Je crois que chacun d’entre nous expérimente le monde d’une façon unique grâce à ses sens, sentiments et émotions, vecteurs de nos interactions avec lui. De ces interactions naît la pensée qui nous permet de survivre, échanger des informations avec notre environnement mais aussi nous livrer à d’autres processus intellectuels comme le songe ou le rêve. Nos pensées puisent des amorces de la réalité, mais les sens et impressions qui l’initie sont limités par leurs sensibilités, elles-mêmes soumises aux circonstances telles que nos états de santé et d’esprit. Il m’est alors difficile de rester objectif en tout temps, d’autant plus que je suis sujet à faire des erreurs de jugements. Je ne suis donc pas en mesure d’apprécier l’intégralité d’une réalité inaltérable seul, bien que mes outils d’analyses semblent en déceler des bribes. En effet, je suis en mesure d’altérer la réalité dans un set de conditions particulières, mais je me dois d’être prêt à remettre en question ces conditions dans des circonstances différentes ou lorsqu’elles sont établies dans un nouveau cadre. Pour enrichir mon éventail de perspectives, je peux en revanche communiquer avec les autres dans un langage dont les manifestations sont conçues à partir d’objets concrets. Les outils de communication dont je dispose sont subjectifs, leur nature intrinsèque nécessite un cadre restreint pour exister et permettre l’interprétation qu’en font mes interlocuteurs. Lorsque cette dernière diffère de ma volonté première, mes interlocuteurs et moi expérimentons des réalités différentes issues d’une éventuelle réalité impartiale dont de nouvelles facettes peuvent émerger de nos échanges. Les outils du langage (mots, images et chiffres) permettent d’autre part aux artistes et aux scientifiques de communiquer leurs inspirations.
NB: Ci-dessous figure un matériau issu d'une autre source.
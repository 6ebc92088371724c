//! Dashboard API route handlers.
//!
//! All endpoints return JSON. State is shared via `Arc<DashboardState>`.
//! The latest completed run is kept as an immutable `Arc<RunResult>`
//! together with its parameter tuple. Asking again with the same tuple
//! reuses it; a different tuple or `refresh=true` starts a new run.

use axum::{
    extract::{Query, State},
    http::StatusCode,
    Json,
};
use chrono::{DateTime, Utc};
use serde::{Deserialize, Serialize};
use std::sync::Arc;
use tokio::sync::RwLock;
use tracing::{error, info};
use uuid::Uuid;

use crate::engine::Pipeline;
use crate::types::{
    AnalysisParams, CoinRankError, PortfolioLine, PortfolioSummary, RunResult, Strategy,
};

/// Guidance shown next to data-source failures.
const CONNECTIVITY_HINT: &str =
    "Make sure you have internet access and the CoinGecko API is reachable, then try again.";

// ---------------------------------------------------------------------------
// Shared state
// ---------------------------------------------------------------------------

/// Cache key: the parameter tuple of a run. The amount is keyed by its
/// bit pattern since `f64` isn't `Hash`.
#[derive(Debug, Clone, Copy, PartialEq, Eq, Hash)]
pub struct ParamsKey {
    strategy: Strategy,
    amount_bits: u64,
    top_n: usize,
}

impl From<&AnalysisParams> for ParamsKey {
    fn from(p: &AnalysisParams) -> Self {
        Self {
            strategy: p.strategy,
            amount_bits: p.investment_amount.to_bits(),
            top_n: p.top_n,
        }
    }
}

/// Shared state accessible by all route handlers.
pub struct DashboardState {
    pub pipeline: Pipeline,
    latest: RwLock<Option<(ParamsKey, Arc<RunResult>)>>,
}

impl DashboardState {
    pub fn new(pipeline: Pipeline) -> Self {
        Self {
            pipeline,
            latest: RwLock::new(None),
        }
    }

    /// The latest result, if it was produced with `params`.
    pub async fn cached(&self, params: &AnalysisParams) -> Option<Arc<RunResult>> {
        let key = ParamsKey::from(params);
        self.latest
            .read()
            .await
            .as_ref()
            .filter(|(k, _)| *k == key)
            .map(|(_, result)| Arc::clone(result))
    }

    /// Run the pipeline for `params` and make it the latest result.
    /// The lock is not held while the run is in flight.
    pub async fn run_and_cache(&self, params: &AnalysisParams) -> anyhow::Result<Arc<RunResult>> {
        let result = Arc::new(self.pipeline.run(params).await?);
        *self.latest.write().await = Some((ParamsKey::from(params), Arc::clone(&result)));
        Ok(result)
    }

    /// Parameters of the latest result.
    pub async fn latest_params(&self) -> Option<AnalysisParams> {
        self.latest.read().await.as_ref().map(|(_, result)| result.params)
    }
}

pub type AppState = Arc<DashboardState>;

// ---------------------------------------------------------------------------
// Request / response types
// ---------------------------------------------------------------------------

/// Query string of `GET /api/analyze`. Missing fields take the defaults.
#[derive(Debug, Clone, Default, Deserialize)]
pub struct AnalyzeQuery {
    pub amount: Option<f64>,
    pub strategy: Option<String>,
    pub coins: Option<usize>,
    /// Force a fresh run even if a cached result exists.
    #[serde(default)]
    pub refresh: bool,
}

impl AnalyzeQuery {
    pub fn params(&self) -> AnalysisParams {
        AnalysisParams::new(
            self.strategy
                .as_deref()
                .map(Strategy::from_name_lossy)
                .unwrap_or_default(),
            self.amount.unwrap_or(AnalysisParams::DEFAULT_AMOUNT),
            self.coins.unwrap_or(AnalysisParams::DEFAULT_COINS),
        )
    }
}

#[derive(Debug, Clone, Serialize, Deserialize)]
pub struct StrategyInfo {
    pub name: Strategy,
    pub description: String,
}

#[derive(Debug, Clone, Serialize, Deserialize)]
pub struct ParamsResponse {
    pub min_amount: f64,
    pub max_amount: f64,
    pub default_amount: f64,
    pub amount_step: f64,
    pub min_coins: usize,
    pub max_coins: usize,
    pub default_coins: usize,
    pub default_strategy: Strategy,
    pub strategies: Vec<StrategyInfo>,
}

/// One row of the full ranking table.
#[derive(Debug, Clone, Serialize, Deserialize)]
pub struct RankingRow {
    pub symbol: String,
    pub name: String,
    pub current_price: f64,
    pub annual_return: f64,
    pub annual_volatility: f64,
    pub sharpe_ratio: f64,
    pub score: f64,
}

#[derive(Debug, Clone, Serialize, Deserialize)]
pub struct ChartPoint {
    pub symbol: String,
    pub value: f64,
}

/// Series for the three portfolio charts.
#[derive(Debug, Clone, Serialize, Deserialize)]
pub struct ChartData {
    /// Amount per coin.
    pub allocation: Vec<ChartPoint>,
    /// Annual volatility, ascending.
    pub volatility: Vec<ChartPoint>,
    /// Sharpe ratio, descending.
    pub sharpe: Vec<ChartPoint>,
}
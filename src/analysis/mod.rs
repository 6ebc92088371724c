//! Analysis core: stat computation, strategy ranking, and allocation.

pub mod allocator;
pub mod ranker;
pub mod stats;

pub use allocator::allocate;
pub use ranker::{rank, rank_by_name};
pub use stats::compute_stats;
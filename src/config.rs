//! Configuration loading from TOML with environment variable resolution.
//!
//! Reads `config.toml` and deserializes into strongly-typed structs.
//! Every section and field has a default, so a partial (or missing) file
//! is valid. Secrets (the CoinGecko API key) are referenced by env-var
//! name in the config and resolved at runtime via `std::env::var`.

use anyhow::{Context, Result};
use serde::Deserialize;
use std::fs;
use std::path::Path;
use tracing::info;

use crate::types::{AnalysisParams, CoinRankError, Strategy};

/// Top-level application configuration.
#[derive(Debug, Deserialize, Clone, Default)]
#[serde(default)]
pub struct AppConfig {
    pub analysis: AnalysisConfig,
    pub market_data: MarketDataConfig,
    pub output: OutputConfig,
    pub dashboard: DashboardConfig,
}

#[derive(Debug, Deserialize, Clone)]
#[serde(default)]
pub struct AnalysisConfig {
    /// "conservative" | "balanced" | "aggressive" (unknown → balanced)
    pub strategy: String,
    pub investment_amount: f64,
    pub top_n: usize,
    /// Number of coins to pull from the market-cap leaderboard.
    pub coin_limit: usize,
    /// Days of daily price history per coin.
    pub history_days: u32,
    /// Pause between per-coin history requests (rate-limit courtesy).
    pub request_delay_ms: u64,
}

impl Default for AnalysisConfig {
    fn default() -> Self {
        Self {
            strategy: Strategy::Balanced.to_string(),
            investment_amount: AnalysisParams::DEFAULT_AMOUNT,
            top_n: AnalysisParams::DEFAULT_COINS,
            coin_limit: 20,
            history_days: 365,
            request_delay_ms: 500,
        }
    }
}

impl AnalysisConfig {
    /// Run parameters for batch mode.
    pub fn params(&self) -> AnalysisParams {
        AnalysisParams::new(
            Strategy::from_name_lossy(&self.strategy),
            self.investment_amount,
            self.top_n,
        )
    }
}

#[derive(Debug, Deserialize, Clone)]
#[serde(default)]
pub struct MarketDataConfig {
    pub base_url: String,
    pub vs_currency: String,
    pub timeout_secs: u64,
    /// Name of the env var holding an optional CoinGecko API key.
    pub api_key_env: Option<String>,
}

impl Default for MarketDataConfig {
    fn default() -> Self {
        Self {
            base_url: "https://api.coingecko.com/api/v3".to_string(),
            vs_currency: "usd".to_string(),
            timeout_secs: 30,
            api_key_env: Some("COINGECKO_API_KEY".to_string()),
        }
    }
}

impl MarketDataConfig {
    /// The API key, if the configured env var is set and non-empty.
    pub fn api_key(&self) -> Option<String> {
        self.api_key_env
            .as_deref()
            .and_then(|env| AppConfig::resolve_env(env).ok())
            .filter(|key| !key.is_empty())
    }
}

#[derive(Debug, Deserialize, Clone)]
#[serde(default)]
pub struct OutputConfig {
    /// Where the stats table is written (overwritten each run).
    pub stats_csv: String,
}

impl Default for OutputConfig {
    fn default() -> Self {
        Self {
            stats_csv: crate::storage::DEFAULT_STATS_FILE.to_string(),
        }
    }
}

#[derive(Debug, Deserialize, Clone)]
#[serde(default)]
pub struct DashboardConfig {
    pub port: u16,
    /// Whether dashboard runs also overwrite the stats CSV.
    pub persist_stats: bool,
}

impl Default for DashboardConfig {
    fn default() -> Self {
        Self {
            port: 8501,
            persist_stats: false,
        }
    }
}

impl AppConfig {
    /// Load configuration from a TOML file.
    pub fn load(path: &str) -> Result<Self> {
        let contents = fs::read_to_string(path)
            .with_context(|| format!("Failed to read config file: {path}"))?;
        Self::parse(&contents).with_context(|| format!("Failed to parse config file: {path}"))
    }

    /// Load configuration, falling back to defaults when the file is absent.
    pub fn load_or_default(path: &str) -> Result<Self> {
        if !Path::new(path).exists() {
            info!(path, "No config file found, using defaults");
            return Ok(Self::default());
        }
        Self::load(path)
    }

    /// Parse configuration from TOML text.
    pub fn parse(contents: &str) -> Result<Self> {
        let config: AppConfig = toml::from_str(contents)?;
        config.validate()?;
        Ok(config)
    }

    /// Reject settings no run could work with. Per-run parameters
    /// (amount, top_n) are checked by `AnalysisParams::validate` instead.
    pub fn validate(&self) -> Result<(), CoinRankError> {
        if !(1..=250).contains(&self.analysis.coin_limit) {
            return Err(CoinRankError::Config(format!(
                "analysis.coin_limit must be between 1 and 250, got {}",
                self.analysis.coin_limit
            )));
        }
        if self.analysis.history_days < 2 {
            return Err(CoinRankError::Config(format!(
                "analysis.history_days must be at least 2, got {}",
                self.analysis.history_days
            )));
        }
        if self.market_data.timeout_secs == 0 {
            return Err(CoinRankError::Config(
                "market_data.timeout_secs must be positive".to_string(),
            ));
        }
        Ok(())
    }

    /// Resolve an environment variable name to its value.
    pub fn resolve_env(env_name: &str) -> Result<String> {
        std::env::var(env_name)
            .with_context(|| format!("Environment variable not set: {env_name}"))
    }
}
//! Structured logging setup shared by both binaries.

use tracing_subscriber::{fmt, EnvFilter};

/// Initialise the `tracing` subscriber.
///
/// Filter comes from `RUST_LOG` (default `coinrank=info`). Set
/// `COINRANK_LOG_JSON` for JSON lines instead of human-readable output.
pub fn init_logging() {
    let env_filter = EnvFilter::try_from_default_env()
        .unwrap_or_else(|_| EnvFilter::new("coinrank=info"));

    let json_logging = std::env::var("COINRANK_LOG_JSON").is_ok();

    if json_logging {
        fmt()
            .json()
            .with_env_filter(env_filter)
            .with_target(true)
            .with_thread_ids(true)
            .init();
    } else {
        fmt()
            .with_env_filter(env_filter)
            .with_target(true)
            .init();
    }
}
La pensée naît de la relation concrète que nos sens entretiennent avec la Nature. Elle s’enracine dans des éléments du réel et peut être partagée pour s’enrichir et en dévoiler les multiples facettes. La réalité se doit-elle donc elle aussi de naître d’un cadre restreint, ou alors est-elle fugace et insaisissable par les mots, les sens ou les chiffres : serait-elle déterminée mais indéterminable?